【一級建築士製図試験】計画の要点等 目標耐震性能

一級建築士試験の「計画の要点等」では、建物の目標耐震性能について問われることがあります。地震大国である日本では、耐震への関心は高いため、今後も出題される可能性はあります。
今回は、目標耐震性能について記述する場合についてまとめました。
目標耐震性能 建物の用途 重要度
問題文
建築物に設定した目標耐震性能(地震力の程度と建築物の状態)を記述する。
解説
目標耐震性能とは
地震が発生した場合、建物の損傷具合を発生地震レベルに応じて設定する要求水準のことを示します。
建物の「重要度」「用途」によって、求めるべき水準が変化します。
耐震安全性の目標
国の施設に関しては、下表のように目標値が示されています。
構造体部分に関して
Ⅰ類…大地震動後、構造体の補修をすることなく建築物を使用できることを目標とし、人命の安全確保に加えて十分な機能確保が図られるものとする。
Ⅱ類… 大地震動後、構造体の大きな補修をすることなく建築物を使用できることを目標とし、人命の安全確保に加えて十分な機能確保が図られるものとする。
Ⅲ類… 大地震動後、構造体の部分的な損傷は生じるが、建物全体の耐力の低下は著しくないことを目標とし、人命の安全確保が図られるものとする。

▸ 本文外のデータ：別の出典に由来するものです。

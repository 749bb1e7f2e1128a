mod node;
pub use node::{Node, NodeType};
use std::path::PathBuf;

use clap::Parser;

/// A symbol source font given as NAME=PATH
#[derive(Debug, Clone, PartialEq, Eq)]
pub struct SymbolFont {
    pub name: String,
    pub path: PathBuf,
}

fn parse_symbol_font(arg: &str) -> Result<SymbolFont, String> {
    let (name, path) = arg
        .split_once('=')
        .ok_or_else(|| format!("expected NAME=PATH, got '{}'", arg))?;
    if name.is_empty() || path.is_empty() {
        return Err(format!("expected NAME=PATH, got '{}'", arg));
    }
    Ok(SymbolFont {
        name: name.to_string(),
        path: PathBuf::from(path),
    })
}

/// Allocate codepoints for a music notation font and build its composites
#[derive(Parser, Debug)]
#[command(author, version, about, long_about = None)]
pub struct Args {
    /// Atom specification (YAML)
    pub atoms: PathBuf,

    /// Font providing the base characters; composites are added to it
    #[arg(short, long)]
    pub base_font: Option<PathBuf>,

    /// Font to import symbols from, as NAME=PATH (repeatable)
    #[arg(short, long = "symbol-font", value_parser = parse_symbol_font)]
    pub symbol_fonts: Vec<SymbolFont>,

    /// Directory for the generated font and mapping
    #[arg(short, long, default_value = ".")]
    pub output_dir: PathBuf,

    /// Previously exported mapping to check for codepoint drift
    #[arg(short, long)]
    pub golden: Option<PathBuf>,

    /// Allocate, validate and export the mapping without building a font
    #[arg(long)]
    pub validate_only: bool,

    /// Fail on the first missing glyph instead of skipping it
    #[arg(long)]
    pub strict: bool,

    /// Report codepoint drift as a warning instead of failing
    #[arg(long)]
    pub allow_drift: bool,

    #[command(flatten)]
    pub verbosity: clap_verbosity_flag::Verbosity<clap_verbosity_flag::WarnLevel>,
}
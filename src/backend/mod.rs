//! The font-editing collaborator.
//!
//! Allocation, validation and placement never touch a font directly. The
//! build pipeline talks to fonts only through [`FontBackend`], which covers
//! fetching metrics, creating glyphs, importing glyphs from another font
//! and serializing the result.

mod memory;

use std::{fmt::Display, path::Path as FsPath};

use crate::{
    resolver::{ComponentRef, GlyphMetrics},
    FontgenError, Path,
};

pub use memory::MemoryFont;

/// How a glyph is looked up in a backend
#[derive(Debug, Clone, Copy, PartialEq, Eq)]
pub enum GlyphKey<'a> {
    Codepoint(u32),
    Name(&'a str),
}

impl Display for GlyphKey<'_> {
    fn fmt(&self, f: &mut std::fmt::Formatter<'_>) -> std::fmt::Result {
        match self {
            GlyphKey::Codepoint(cp) => write!(f, "U+{:04X}", cp),
            GlyphKey::Name(name) => f.write_str(name),
        }
    }
}

pub trait FontBackend {
    /// Bounding box and advance width of a glyph, or `None` if the font has
    /// no such glyph. A glyph without ink reports a zero-sized box at the
    /// origin.
    fn glyph_metrics(&self, key: GlyphKey<'_>) -> Option<GlyphMetrics>;

    fn has_glyph(&self, key: GlyphKey<'_>) -> bool {
        self.glyph_metrics(key).is_some()
    }

    /// Create (or replace) a glyph at `codepoint` built from component
    /// references. Its advance width starts at zero.
    fn create_composite(
        &mut self,
        codepoint: u32,
        name: &str,
        components: &[ComponentRef],
    ) -> Result<(), FontgenError>;

    /// Create (or replace) a glyph at `codepoint` from outlines.
    fn create_outline(
        &mut self,
        codepoint: u32,
        name: &str,
        paths: Vec<Path>,
        advance_width: f64,
    ) -> Result<(), FontgenError>;

    /// Copy the glyph at `source_codepoint` in `source` to `codepoint` under
    /// `name`, scaled uniformly by `scale`.
    fn import_glyph(
        &mut self,
        source: &Self,
        source_codepoint: u32,
        codepoint: u32,
        name: &str,
        scale: f64,
    ) -> Result<(), FontgenError>
    where
        Self: Sized;

    fn set_advance_width(&mut self, key: GlyphKey<'_>, width: f64) -> Result<(), FontgenError>;

    fn save(&self, path: &FsPath) -> Result<(), FontgenError>;
}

「国家機関の建築物及びその附帯施設の位置、規模及び構造のい関する基準」抜粋(平成6年12月5日建設省告示第2379号)
耐震安全性の分類は、建物の用途、重要度に応じて定められ、国の機関ではおおよそ下記のように分けられています。
Ⅰ類…有事の際に拠点として使用する行政機関の建物、及び病院
Ⅱ類…学校、社会福祉施設、拠点以外の病院
Ⅲ類…上記以外
解答例
目標耐震性能について問われた場合には、出題された建物の用途、重要度から分類を想定します。Ⅰ類からⅢ類に合わせて構造体の目標性能について記述しましょう。
Ⅱ類を想定した場合
建物の供用期間に発生しうる大規模な地震が発生した場合でも、構造体に軽微な損傷は発生するものの、大きな補修をすることなく継続使用できることを目標とした。
Ⅲ類を想定した場合
建物の供用期間に発生しうる大規模な地震が発生した場合でも、構造体に部分的な損傷は発生するものの、建物の耐力低下が著しくなく、人命の安全が確保できることを目標とした。
出題発表時の建物用途から分類を想定しておき、安全性の目標を記述できるようにしておきましょう。